* **DATASET ENTRIES**:
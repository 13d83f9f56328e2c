use std::time::Instant;

use blockwork_model::{BlockKind, Project};
use serde::{Deserialize, Serialize};

use crate::audio::AudioMixer;
use crate::runner::ScriptRunner;

/// Per-tick runaway guards. Budgets are denominated in interpreter steps,
/// not blocks, so polling waits count against them too.
#[derive(Debug, Clone, Copy, PartialEq, Eq, Serialize, Deserialize)]
pub struct SafetyConfig {
    pub max_steps_per_runner_per_tick: u32,
    pub max_total_steps_per_tick: u32,
    pub max_tick_millis: u64,
}

impl Default for SafetyConfig {
    fn default() -> Self {
        SafetyConfig {
            max_steps_per_runner_per_tick: 200,
            max_total_steps_per_tick: 5_000,
            max_tick_millis: 8,
        }
    }
}

impl SafetyConfig {
    /// Forces every knob into its sane range; zero budgets would wedge the
    /// scheduler forever.
    pub fn clamped(self) -> SafetyConfig {
        SafetyConfig {
            max_steps_per_runner_per_tick: self.max_steps_per_runner_per_tick.clamp(1, 200_000),
            max_total_steps_per_tick: self.max_total_steps_per_tick.clamp(1, 500_000),
            max_tick_millis: self.max_tick_millis.clamp(1, 1_000),
        }
    }
}

/// Cooperative scheduler over one runner per started script. Runners are
/// serviced in spawn order each tick; none ever blocks the host thread, and
/// any runner fault pauses the whole scheduler with a readable message
/// instead of tearing the host down.
#[derive(Default)]
pub struct Runtime {
    runners: Vec<ScriptRunner>,
    running: bool,
    paused: bool,
    safety: SafetyConfig,
    last_error: Option<String>,
}
/// What one interpreter step did, from the scheduler's point of view.
#[derive(Debug, Clone, Copy, PartialEq, Eq)]
pub enum StepOutcome {
    /// A block executed (or a frame was retired); keep going.
    Continue,
    /// Blocked on a wait timer or a pending answer; give up the rest of this
    /// tick's budget.
    Yield,
    /// The script is finished.
    Done,
}

/// Summary of one budgeted burst of steps.
#[derive(Debug, Clone, Copy, PartialEq, Eq, Default)]
pub struct RunnerProgress {
    pub steps: u32,
    pub error: Option<RunnerError>,
}

/// Interprets one script chain for one actor. Runners hold no references
/// into the project; every step re-resolves the actor and block by id, so
/// concurrent edits degrade gracefully instead of dangling.
#[derive(Debug, Clone)]
pub struct ScriptRunner {
    actor_id: u32,
    script_id: u32,
    stack: Vec<Frame>,
    wait_remaining: f32,
    waiting_ask: bool,
    finished: bool,
}
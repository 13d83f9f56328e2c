use serde::{Deserialize, Serialize};

/// Arena key for blocks. Ids are unique per actor and strictly positive;
/// "no block" is `Option::None`, never a magic id.
pub type BlockId = u32;

/// Closed set of block kinds the interpreter understands.
#[derive(Debug, Clone, Copy, PartialEq, Eq, Serialize, Deserialize)]
pub enum BlockKind {
    // Events (hats)
    WhenGreenFlag,
    WhenKeyPressed,

    // Motion
    MoveSteps,
    TurnRight,
    TurnLeft,
    GoToXy,
    SetX,
    SetY,
    ChangeXBy,
    ChangeYBy,
    GoToMousePointer,
    GoToRandomPosition,

    // Looks
    Say,
    Think,
    SwitchCostumeTo,
    NextCostume,
    SwitchBackdropTo,
    NextBackdrop,
    SetSizeTo,
    ChangeSizeBy,
    Show,
    Hide,

    // Control
    WaitSeconds,
    WaitUntil,
    Repeat,
    RepeatUntil,
    Forever,
    IfThen,
    StopThisScript,
    StopAll,

    // Sensing
    AskAndWait,

    // Sound
    PlaySound,
    PlaySoundUntilDone,
    StopAllSounds,
    SetVolumeTo,
    ChangeVolumeBy,
    SetPitchTo,
    ChangePitchBy,
}

impl BlockKind {
    /// Hat kinds start a runnable chain and have no effect of their own.
    pub fn is_hat(self) -> bool {
        matches!(self, BlockKind::WhenGreenFlag | BlockKind::WhenKeyPressed)
    }

    /// Control kinds that may own a nested body chain.
    pub fn is_control(self) -> bool {
        matches!(
            self,
            BlockKind::Repeat | BlockKind::RepeatUntil | BlockKind::Forever | BlockKind::IfThen
        )
    }

    /// Default arguments assigned when a block of this kind is appended to a
    /// chain. The count and meaning of entries is fixed per kind.
    pub fn default_args(self) -> Vec<String> {
        let args: &[&str] = match self {
            BlockKind::MoveSteps => &["10"],
            BlockKind::TurnRight | BlockKind::TurnLeft => &["15"],
            BlockKind::GoToXy => &["0", "0"],
            BlockKind::SetX | BlockKind::SetY => &["0"],
            BlockKind::ChangeXBy | BlockKind::ChangeYBy => &["10"],
            BlockKind::Say => &["Hello!"],
            BlockKind::Think => &["Hmm..."],
            BlockKind::SwitchCostumeTo | BlockKind::SwitchBackdropTo => &["1"],
            BlockKind::SetSizeTo => &["100"],
            BlockKind::ChangeSizeBy => &["10"],
            BlockKind::WaitSeconds => &["1"],
            BlockKind::WaitUntil
            | BlockKind::RepeatUntil
            | BlockKind::IfThen => &["touching edge"],
            BlockKind::Repeat => &["10"],
            BlockKind::AskAndWait => &["What's your name?"],
            BlockKind::PlaySound | BlockKind::PlaySoundUntilDone => &["1"],
            BlockKind::SetVolumeTo => &["100"],
            BlockKind::ChangeVolumeBy => &["10"],
            BlockKind::SetPitchTo => &["0"],
            BlockKind::ChangePitchBy => &["1"],
            _ => &[],
        };
        args.iter().map(|arg| arg.to_string()).collect()
    }

    pub fn label(self) -> &'static str {
        match self {
            BlockKind::WhenGreenFlag => "when green flag clicked",
            BlockKind::WhenKeyPressed => "when key pressed",
            BlockKind::MoveSteps => "move steps",
            BlockKind::TurnRight => "turn right",
            BlockKind::TurnLeft => "turn left",
            BlockKind::GoToXy => "go to x y",
            BlockKind::SetX => "set x",
            BlockKind::SetY => "set y",
            BlockKind::ChangeXBy => "change x by",
            BlockKind::ChangeYBy => "change y by",
            BlockKind::GoToMousePointer => "go to mouse pointer",
            BlockKind::GoToRandomPosition => "go to random position",
            BlockKind::Say => "say",
            BlockKind::Think => "think",
            BlockKind::SwitchCostumeTo => "switch costume to",
            BlockKind::NextCostume => "next costume",
            BlockKind::SwitchBackdropTo => "switch backdrop to",
            BlockKind::NextBackdrop => "next backdrop",
            BlockKind::SetSizeTo => "set size to",
            BlockKind::ChangeSizeBy => "change size by",
            BlockKind::Show => "show",
            BlockKind::Hide => "hide",
            BlockKind::WaitSeconds => "wait seconds",
            BlockKind::WaitUntil => "wait until",
            BlockKind::Repeat => "repeat",
            BlockKind::RepeatUntil => "repeat until",
            BlockKind::Forever => "forever",
            BlockKind::IfThen => "if then",
            BlockKind::StopThisScript => "stop this script",
            BlockKind::StopAll => "stop all",
            BlockKind::AskAndWait => "ask and wait",
            BlockKind::PlaySound => "play sound",
            BlockKind::PlaySoundUntilDone => "play sound until done",
            BlockKind::StopAllSounds => "stop all sounds",
            BlockKind::SetVolumeTo => "set volume to",
            BlockKind::ChangeVolumeBy => "change volume by",
            BlockKind::SetPitchTo => "set pitch to",
            BlockKind::ChangePitchBy => "change pitch by",
        }
    }
}

/// One node in an actor's block arena. Blocks link forward through `next`
/// and, for control kinds, down into a nested body through `child_head`.
#[derive(Debug, Clone, Serialize, Deserialize)]
pub struct Block {
    pub id: BlockId,
    pub kind: BlockKind,
    /// Arguments kept as editable text; numeric consumers parse with a
    /// per-kind default and never fault on bad input.
    #[serde(default)]
    pub args: Vec<String>,
    pub next: Option<BlockId>,
    pub child_head: Option<BlockId>,
    /// Workspace position, owned by the editing layer but preserved here so
    /// persistence round-trips it.
    #[serde(default)]
    pub x: f32,
    #[serde(default)]
    pub y: f32,
}

impl Block {
    pub fn new(id: BlockId, kind: BlockKind) -> Self {
        Block {
            id,
            kind,
            args: kind.default_args(),
            next: None,
            child_head: None,
            x: 0.0,
            y: 0.0,
        }
    }

    pub fn arg(&self, index: usize) -> Option<&str> {
        self.args.get(index).map(String::as_str)
    }

    /// Parses argument `index` as a number, falling back to `default` when
    /// the argument is missing or unparseable.
    pub fn number_arg(&self, index: usize, default: f32) -> f32 {
        self.arg(index)
            .and_then(|raw| raw.trim().parse::<f32>().ok())
            .unwrap_or(default)
    }
}

#[cfg(test)]
mod tests {
    use super::*;

    #[test]
    fn hat_and_control_classification() {
        assert!(BlockKind::WhenGreenFlag.is_hat());
        assert!(BlockKind::WhenKeyPressed.is_hat());
        assert!(!BlockKind::MoveSteps.is_hat());

        assert!(BlockKind::Repeat.is_control());
        assert!(BlockKind::Forever.is_control());
        assert!(BlockKind::IfThen.is_control());
        assert!(!BlockKind::WaitSeconds.is_control());
        assert!(!BlockKind::Say.is_control());
    }

    #[test]
    fn default_args_follow_the_per_kind_table() {
        assert_eq!(BlockKind::MoveSteps.default_args(), vec!["10"]);
        assert_eq!(BlockKind::TurnRight.default_args(), vec!["15"]);
        assert_eq!(BlockKind::Say.default_args(), vec!["Hello!"]);
        assert_eq!(BlockKind::GoToXy.default_args(), vec!["0", "0"]);
        assert_eq!(BlockKind::RepeatUntil.default_args(), vec!["touching edge"]);
        assert!(BlockKind::Forever.default_args().is_empty());
    }

    #[test]
    fn number_arg_parses_with_safe_default() {
        let mut block = Block::new(7, BlockKind::MoveSteps);
        assert_eq!(block.number_arg(0, 10.0), 10.0);

        block.args = vec![" -2.5 ".to_string()];
        assert_eq!(block.number_arg(0, 10.0), -2.5);

        block.args = vec!["not a number".to_string()];
        assert_eq!(block.number_arg(0, 10.0), 10.0);

        assert_eq!(block.number_arg(3, 1.0), 1.0);
    }
}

* **WHAT THIS TASK INVOLVES**: Among the records above, which lines hold the word "through"? Copy each one.

* **WRITTEN SOLUTION**:
/// One node in an actor's block arena. Blocks link forward through `next`
/// and, for control kinds, down into a nested body through `child_head`.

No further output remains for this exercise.